Determination of Caffeine

The caffeine content in tea infusion was determined by the spectrophotometric method [38]. The caffeine standard concentration range of 0–12 mg L−1 was prepared as a calibration curve. Tea infusion samples that were 50 to 100 times diluted to fit within the calibration range were measured directly at a wavelength of 276 nm through a UV-Vis spectrophotometer (T60, PG Instruments Ltd., Lutterworth, UK).

2.4. Statistical Analysis

Statistical analyses were conducted using SAS v9.4 software (Statistical Analysis System, SAS Institute Inc., Cary, NC, USA) to perform the basic statistical data of the soil properties and the level of components in tea. Pearson’s correlation analysis and principal component analysis (PCA) were carried out with a database through SAS software to perform the relevance among the soil characteristics, the mineral nutrients and Al, and the quality compositions of tea as well as to extract the main soil variation influence on leaf quality compositions. The results of correlation analysis were represented by the heat map produced by MATLAB 2018 version (The MathWorks, Inc., Portola Valley, MA, USA).

3. Results

3.1. Soil Properties in Different Depths

The results of basic soil properties in different depths are given in Table 1. Soil pH at the depth of 0–20 cm, 20–40 cm, and 40–60 cm was ranged within 3.5–5.3, 3.3–5.0, and 4.4–5.4, respectively. The soil of selected plantations belonged to strong or extremely acid soil, which are the optimum pH range for tea plant growth (Peng et al., 2018). Because the higher pH was addressed along with soil depth, the chemical fertilizer application at surface soil in conventional cultivation could be presumed as the reason. The OM contents at each soil sampling depth were 1.44 ± 0.4%, 1.21 ± 0.48%, and 1.18 ± 0.48%, respectively, which indicated a bit deficiency in the scale as a highly productive soil has a content of around 2%. The value of EC, OM, and WAS consociately decreased as the depth of soil went deeper. The concentration of available nutrients in selected plantations soil were varied. Nevertheless, the nutrient levels within the first quartile (Q1) and third quartile (Q3) in our dataset (Table 1) were regarded as a moderate and rich grade, as recommended by TRES Taiwan.
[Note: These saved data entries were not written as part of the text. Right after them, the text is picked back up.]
use std::net::SocketAddr;
use std::sync::{Arc, Mutex as StdMutex};

use dashmap::{DashMap, DashSet};
use futures_util::StreamExt;
use llmlink_protocol::payload::WelcomePayload;
use llmlink_protocol::{Body, Envelope, MessageType, PROTOCOL_VERSION, Payload};
use tokio::net::{TcpListener, TcpSocket, TcpStream};
use tokio::sync::{Mutex, broadcast};
use tokio_util::codec::LinesCodecError;
use tokio_util::sync::{CancellationToken, DropGuard};

use crate::error::{IpcError, Result};
use crate::framing::{self, LineReader, LineWriter};

const INBOUND_CAPACITY: usize = 256;

/// An envelope received from a connected peer.
#[derive(Debug, Clone)]
pub struct InboundEnvelope {
    pub peer_id: String,
    pub envelope: Envelope,
}

struct Peer {
    id: String,
    addr: SocketAddr,
    writer: Mutex<LineWriter>,
}

struct Running {
    port: u16,
    cancel: CancellationToken,
}

struct Inner {
    server_id: String,
    peers: DashMap<String, Arc<Peer>>,
    inbound_tx: broadcast::Sender<InboundEnvelope>,
    running: StdMutex<Option<Running>>,
    /// Types the owner answers with a correlated response instead of an ack.
    replied: DashSet<MessageType>,
    /// Parent of every per-start token; cancelled when the last handle drops.
    root: CancellationToken,
}

/// Server half of the IPC transport.
///
/// Accepts TCP peers, greets each with `welcome`, answers `ping` with `pong`
/// before publishing, and acks other `ackRequired` envelopes after
/// publishing, except for types registered with
/// [`replies_to`](Self::replies_to). Cheap to clone; all clones share one
/// peer table.
#[derive(Clone)]
pub struct IpcListener {
    inner: Arc<Inner>,
    _guard: Arc<DropGuard>,
}

impl IpcListener {
    pub fn new(server_id: impl Into<String>) -> Self {
        let (inbound_tx, _) = broadcast::channel(INBOUND_CAPACITY);
        let root = CancellationToken::new();
        Self {
            _guard: Arc::new(root.clone().drop_guard()),
            inner: Arc::new(Inner {
                server_id: server_id.into(),
                peers: DashMap::new(),
                inbound_tx,
                running: StdMutex::new(None),
                replied: DashSet::new(),
                root,
            }),
        }
    }

    pub fn server_id(&self) -> &str {
        &self.inner.server_id
    }

    /// Register `kind` as answered by a typed response carrying
    /// `original_id`. The listener then skips the ack for it so the sender
    /// sees exactly one correlated reply.
    pub fn replies_to(&self, kind: MessageType) {
        self.inner.replied.insert(kind);
    }

    /// Bind and start accepting. Port 0 picks a free port; the bound port is
    /// returned either way.
    pub async fn start(&self, host: &str, port: u16) -> Result<u16> {
        if let Some(port) = self.local_port() {
            return Err(IpcError::AlreadyRunning { port });
        }

        let addr = format!("{host}:{port}");
        let listener = bind(&addr).await.map_err(|source| IpcError::Bind {
            addr: addr.clone(),
            source,
        })?;
        let bound = listener.local_addr()?.port();

        let cancel = self.inner.root.child_token();
        {
            let mut running = lock(&self.inner.running);
            if let Some(existing) = running.as_ref() {
                return Err(IpcError::AlreadyRunning {
                    port: existing.port,
                });
            }
            *running = Some(Running {
                port: bound,
                cancel: cancel.clone(),
            });
        }

        tracing::info!(server = %self.inner.server_id, port = bound, "IPC listener started");
        tokio::spawn(accept_loop(self.inner.clone(), listener, cancel));
        Ok(bound)
    }

    /// Stop accepting and close every peer. Safe to call when not running.
    pub fn stop(&self) {
        let Some(running) = lock(&self.inner.running).take() else {
            return;
        };
        running.cancel.cancel();
        let dropped = self.inner.peers.len();
        self.inner.peers.clear();
        tracing::info!(server = %self.inner.server_id, port = running.port, dropped, "IPC listener stopped");
    }

    pub fn local_port(&self) -> Option<u16> {
        lock(&self.inner.running).as_ref().map(|r| r.port)
    }

    pub fn is_running(&self) -> bool {
        self.local_port().is_some()
    }

    /// Send to one peer. A write failure drops that peer and returns false.
    pub async fn send_to(&self, peer_id: &str, envelope: &Envelope) -> bool {
        let Some(peer) = self.inner.peers.get(peer_id).map(|p| p.clone()) else {
            tracing::debug!(peer = %peer_id, "send to unknown peer");
            return false;
        };
        self.inner.write_to(&peer, envelope).await
    }

    /// Send to every connected peer and return how many writes succeeded.
    pub async fn broadcast(&self, envelope: &Envelope) -> usize {
        let peers: Vec<Arc<Peer>> = self.inner.peers.iter().map(|p| p.value().clone()).collect();
        let mut delivered = 0;
        for peer in peers {
            if self.inner.write_to(&peer, envelope).await {
                delivered += 1;
            }
        }
        delivered
    }

    /// Subscribe to inbound envelopes. Dropping the receiver unsubscribes.
    pub fn subscribe(&self) -> broadcast::Receiver<InboundEnvelope> {
        self.inner.inbound_tx.subscribe()
    }

    pub fn peer_count(&self) -> usize {
        self.inner.peers.len()
    }

    pub fn peer_ids(&self) -> Vec<String> {
        self.inner.peers.iter().map(|p| p.key().clone()).collect()
    }
}

impl Inner {
    async fn write_to(&self, peer: &Peer, envelope: &Envelope) -> bool {
        let result = {
            let mut writer = peer.writer.lock().await;
            framing::write_envelope(&mut writer, envelope).await
        };
        match result {
            Ok(()) => true,
            Err(IpcError::Envelope(e)) => {
                tracing::warn!(peer = %peer.id, err = %e, "failed to encode envelope");
                false
            }
            Err(e) => {
                tracing::info!(peer = %peer.id, addr = %peer.addr, err = %e, "write failed, dropping peer");
                self.peers.remove(&peer.id);
                false
            }
        }
    }

    async fn handle_line(&self, peer: &Peer, line: &str) {
        if line.trim().is_empty() {
            return;
        }
        let envelope = match Envelope::decode(line) {
            Ok(envelope) => envelope,
            Err(e) => {
                tracing::warn!(peer = %peer.id, err = %e, "dropping undecodable line");
                return;
            }
        };
        if envelope.kind().is_unknown() {
            tracing::warn!(peer = %peer.id, kind = %envelope.kind(), "dropping envelope with unknown type");
            return;
        }

        let kind = envelope.kind().clone();
        if kind == MessageType::Ping {
            // Pong goes out before subscribers see the ping, and doubles as the ack.
            let pong = envelope.create_response(MessageType::Pong, Payload::new(), false);
            self.write_to(peer, &pong).await;
        }

        let wants_ack = envelope.ack_required()
            && !matches!(kind, MessageType::Ping | MessageType::Ack)
            && !self.replied.contains(&kind);
        let ack = wants_ack.then(|| envelope.create_ack(true, None));

        // No subscribers is fine.
        let _ = self.inbound_tx.send(InboundEnvelope {
            peer_id: peer.id.clone(),
            envelope,
        });

        if let Some(ack) = ack {
            self.write_to(peer, &ack).await;
        }
    }

    fn remove_peer(&self, peer: &Peer) {
        // Only remove the entry if it is still this connection.
        if self
            .peers
            .remove_if(&peer.id, |_, p| std::ptr::eq(p.as_ref(), peer))
            .is_some()
        {
            tracing::info!(peer = %peer.id, addr = %peer.addr, "peer disconnected");
        }
    }
}

async fn bind(addr: &str) -> std::io::Result<TcpListener> {
    let resolved = tokio::net::lookup_host(addr).await?.next().ok_or_else(|| {
        std::io::Error::new(std::io::ErrorKind::AddrNotAvailable, "address did not resolve")
    })?;
    let socket = if resolved.is_ipv4() {
        TcpSocket::new_v4()?
    } else {
        TcpSocket::new_v6()?
    };
    // Allows an immediate restart on the port a previous instance published.
    socket.set_reuseaddr(true)?;
    socket.bind(resolved)?;
    socket.listen(128)
}

async fn accept_loop(inner: Arc<Inner>, listener: TcpListener, cancel: CancellationToken) {
    loop {
        let accepted = tokio::select! {
            _ = cancel.cancelled() => break,
            accepted = listener.accept() => accepted,
        };
        match accepted {
            Ok((stream, addr)) => {
                let inner = inner.clone();
                let cancel = cancel.child_token();
                tokio::spawn(serve_peer(inner, stream, addr, cancel));
            }
            Err(e) => {
                tracing::warn!(err = %e, "accept failed");
            }
        }
    }
    tracing::debug!(server = %inner.server_id, "accept loop exited");
}

async fn serve_peer(
    inner: Arc<Inner>,
    stream: TcpStream,
    addr: SocketAddr,
    cancel: CancellationToken,
) {
    stream.set_nodelay(true).ok();
    let (mut reader, writer) = framing::split(stream);
    let peer = Arc::new(Peer {
        id: uuid::Uuid::new_v4().to_string(),
        addr,
        writer: Mutex::new(writer),
    });
    inner.peers.insert(peer.id.clone(), peer.clone());
    tracing::info!(peer = %peer.id, addr = %addr, "peer connected");

    let welcome = Envelope::from_body(Body::Welcome(WelcomePayload {
        server_id: inner.server_id.clone(),
        client_id: peer.id.clone(),
        protocol_version: PROTOCOL_VERSION,
    }))
    .with_source(inner.server_id.clone())
    .with_target(peer.id.clone());
    if !inner.write_to(&peer, &welcome).await {
        return;
    }

    read_loop(&inner, &peer, &mut reader, &cancel).await;
    inner.remove_peer(&peer);
}

async fn read_loop(inner: &Inner, peer: &Peer, reader: &mut LineReader, cancel: &CancellationToken) {
    loop {
        let next = tokio::select! {
            _ = cancel.cancelled() => return,
            next = reader.next() => next,
        };
        match next {
            None => return,
            Some(Ok(line)) => inner.handle_line(peer, &line).await,
            Some(Err(LinesCodecError::MaxLineLengthExceeded)) => {
                tracing::warn!(peer = %peer.id, "dropping oversize line");
            }
            Some(Err(LinesCodecError::Io(e))) => {
                tracing::debug!(peer = %peer.id, err = %e, "peer read failed");
                return;
            }
        }
    }
}

fn lock<T>(mutex: &StdMutex<T>) -> std::sync::MutexGuard<'_, T> {
    mutex.lock().unwrap_or_else(|poisoned| poisoned.into_inner())
}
3.2. The Concentration of Leaf Nutrient Elements

In tea leaf samples, the basic descriptive statistics of elements are presented in Table 2. Elements enriched in tea leaves in descending order were N > K > Ca > P > Mg > Mn > Al > Fe > Zn > Cu as shown in Figure 2. Sufficient macronutrient levels were determined in our research validated by the range of tea N, P, K, Ca, and Mg standard levels, 4.0–6.0%, 0.2–0.4%, 1.5–2.0%, 0.2–0.6%, and 0.1–0.3%, respectively [39]. Among these leaf samples, tea Fe concentration was mutable that the maximum and minimum value were 7497 and 34 mg kg−1, respectively, compared with the standard nutrient ranging from 90–150 mg kg−1. As a high Mn and Al tolerant plant, tea Mn concentration varied 2.8-fold, from 427 to 1205 mg kg−1 among the 27 samples from selected plantations, and the Al concentration varied 4-fold from 266 to 1054 mg kg−1. The tea Cu concentration in the majority of selected samples was not detectable with the standard nutrient level range of 8–15 mg kg−1.

3.3. The Content of Extractable Chemical Compositions in Tea Leaves

The extractable chemical composition contents in tea leaves are presented in Table 3. There were 15–45% total polyphenols of dry weight (DW) of tea, which is claimed to attribute an astringent taste, determined in overall selected tea leaf samples and revealed a varying variation. The content of catechins and flavones, which are yellow pigmentation and an astringency attributor was 14–35% DW and 9–16% DW, respectively. The content of free amino acids, umami taste contributor, was 1.7–5.8% with the normal level ranging from 1% to 4%. Moreover, the content of caffeine was 4.7–9.6% DW determined among selected samples.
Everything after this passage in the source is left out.